Vorremmo chiedere ai fautori della “vita a ogni costo”, se si sono mai imbattuti nello sguardo del malato con ormai più nulla di umano, se hanno mai osservato attentamente la patina liquida che ne offuscava gli occhi e ne impediva qualsiasi visione altra. L'immobilità che contraddistingue i “morenti” è una cosa diversa da qualsiasi altra immobilità da gamba fratturata o da sonno profondo, perché è quella di un corpo che se ne sta andando nonostante il cuore continui a tenerlo in vita. Il resto non c'è più ma un battito, per quanto flebile, continua a tenere in moto una macchina che va a un cilindro e un cervello che smette di procurare emozioni e gioie ma che ha ben chiaro il concetto di dolore.

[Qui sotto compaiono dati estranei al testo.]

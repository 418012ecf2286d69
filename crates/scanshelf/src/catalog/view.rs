//! Filtered and sorted projections of the catalog. Nothing here mutates the
//! store; callers recompute on every search or sort change.

use std::cmp::Ordering;
use std::str::FromStr;

use serde::{Deserialize, Serialize};

use crate::catalog::CatalogEntry;

#[derive(Debug, Clone, Copy, Default, PartialEq, Eq, Hash, Serialize, Deserialize)]
#[serde(rename_all = "camelCase")]
pub enum SortKey {
    /// Newest first.
    #[default]
    DateDescending,
    /// Case-insensitive ascending.
    Name,
    SizeAscending,
    PageCount,
}

impl FromStr for SortKey {
    type Err = String;

    fn from_str(s: &str) -> Result<Self, Self::Err> {
        match s.to_ascii_lowercase().as_str() {
            "date" | "datedescending" | "date_descending" => Ok(SortKey::DateDescending),
            "name" => Ok(SortKey::Name),
            "size" | "sizeascending" | "size_ascending" => Ok(SortKey::SizeAscending),
            "pages" | "pagecount" | "page_count" => Ok(SortKey::PageCount),
            other => Err(format!("Unknown sort key: {}", other)),
        }
    }
}

impl std::fmt::Display for SortKey {
    fn fmt(&self, f: &mut std::fmt::Formatter<'_>) -> std::fmt::Result {
        match self {
            SortKey::DateDescending => write!(f, "date"),
            SortKey::Name => write!(f, "name"),
            SortKey::SizeAscending => write!(f, "size"),
            SortKey::PageCount => write!(f, "pages"),
        }
    }
}

fn compare(a: &CatalogEntry, b: &CatalogEntry, key: SortKey) -> Ordering {
    match key {
        SortKey::DateDescending => b.created_at().cmp(&a.created_at()),
        SortKey::Name => a.name().to_lowercase().cmp(&b.name().to_lowercase()),
        SortKey::SizeAscending => a.byte_size().cmp(&b.byte_size()),
        SortKey::PageCount => a.page_count().cmp(&b.page_count()),
    }
}

/// Entries whose name contains `search_text` (case-insensitive; empty text
/// matches all), ordered by `sort`. Ties keep their input order.
pub fn project(entries: &[CatalogEntry], search_text: &str, sort: SortKey) -> Vec<CatalogEntry> {
    let needle = search_text.to_lowercase();

    let mut projected: Vec<CatalogEntry> = entries
        .iter()
        .filter(|e| needle.is_empty() || e.name().to_lowercase().contains(&needle))
        .cloned()
        .collect();

    projected.sort_by(|a, b| compare(a, b, sort));
    projected
}

#[cfg(test)]
mod tests {
    use super::*;
    use chrono::{Duration, TimeZone, Utc};

    fn entry(name: &str, minutes: i64, size: u64, pages: u32) -> CatalogEntry {
        let base = Utc.with_ymd_and_hms(2026, 1, 1, 12, 0, 0).unwrap();
        CatalogEntry::new(
            name,
            base + Duration::minutes(minutes),
            pages,
            size,
            vec![],
            format!("/docs/{}.pdf", name),
        )
    }

    fn names(entries: &[CatalogEntry]) -> Vec<&str> {
        entries.iter().map(|e| e.name()).collect()
    }

    fn sample() -> Vec<CatalogEntry> {
        vec![
            entry("beta Report", 10, 300, 2),
            entry("alpha", 30, 100, 5),
            entry("Report final", 20, 200, 1),
            entry("gamma", 0, 200, 2),
        ]
    }

    #[test]
    fn test_empty_search_date_descending() {
        let projected = project(&sample(), "", SortKey::DateDescending);
        assert_eq!(
            names(&projected),
            vec!["alpha", "Report final", "beta Report", "gamma"]
        );
    }

    #[test]
    fn test_search_then_name_sort() {
        let projected = project(&sample(), "report", SortKey::Name);
        assert_eq!(names(&projected), vec!["beta Report", "Report final"]);
    }

    #[test]
    fn test_search_is_case_insensitive() {
        let projected = project(&sample(), "ALPHA", SortKey::Name);
        assert_eq!(names(&projected), vec!["alpha"]);
    }

    #[test]
    fn test_search_whitespace_is_significant() {
        let projected = project(&sample(), "report ", SortKey::Name);
        assert_eq!(names(&projected), vec!["Report final"]);

        let spaced = project(&sample(), " ", SortKey::Name);
        assert_eq!(names(&spaced), vec!["beta Report", "Report final"]);
    }

    #[test]
    fn test_size_ties_keep_input_order() {
        let projected = project(&sample(), "", SortKey::SizeAscending);
        assert_eq!(
            names(&projected),
            vec!["alpha", "Report final", "gamma", "beta Report"]
        );
    }

    #[test]
    fn test_page_count_sort() {
        let projected = project(&sample(), "", SortKey::PageCount);
        assert_eq!(
            names(&projected),
            vec!["Report final", "beta Report", "gamma", "alpha"]
        );
    }

    #[test]
    fn test_no_match() {
        assert!(project(&sample(), "zzz", SortKey::Name).is_empty());
    }

    #[test]
    fn test_input_untouched() {
        let entries = sample();
        let before = entries.clone();
        let _ = project(&entries, "a", SortKey::Name);
        assert_eq!(entries, before);
    }

    #[test]
    fn test_sort_key_parsing() {
        assert_eq!("date".parse::<SortKey>().unwrap(), SortKey::DateDescending);
        assert_eq!("Name".parse::<SortKey>().unwrap(), SortKey::Name);
        assert_eq!("size".parse::<SortKey>().unwrap(), SortKey::SizeAscending);
        assert_eq!("pages".parse::<SortKey>().unwrap(), SortKey::PageCount);
        assert!("colour".parse::<SortKey>().is_err());
        assert_eq!(SortKey::default(), SortKey::DateDescending);
    }
}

In questi casi la religiosità di ciascuno di noi c'entra poco, mentre c'entra, fino a diventare un assunto lapalissiano, la dignità.
È quanto hanno deciso i pm del Tribunale di Milano pronunciandosi sull'autodenuncia di Marco Cappato per aver accompagnato DJ Fabo in Svizzera a morire.
Le pm Tiziana Siciliano e Sara Arduino nell'ordinanza di 15 pagine di archiviazione del caso, dopo aver ripercorso con una puntigliosità scientifica il cammino nel dolore di DJ Fabo dopo l'incidente, hanno concluso scrivendo: “Non pare peregrino affermare che la giurisprudenza anche di rango costituzionale e sovranazionale, ha inteso affiancare al principio del diritto alla vita tout court il diritto alla dignità della vita inteso come sinonimo dell'umana dignità”. In poche parole, le pm hanno detto che il diritto alla vita va bilanciato con il diritto alla dignità. Questo è uno di quei casi, in cui la “dignità”, per quello che è, per il valore immenso che implica, trova il suo sbocco logico perché privare un essere umano della sua dignità è peggio che ucciderlo. Da sempre, anche se i fatti ci stanno dando torto, facciamo il tifo per l'intelligenza dell'uomo. Limitarne le scelte significa offenderlo e togliergli l'unico vero diritto rimasto, quello all'autodeterminazione.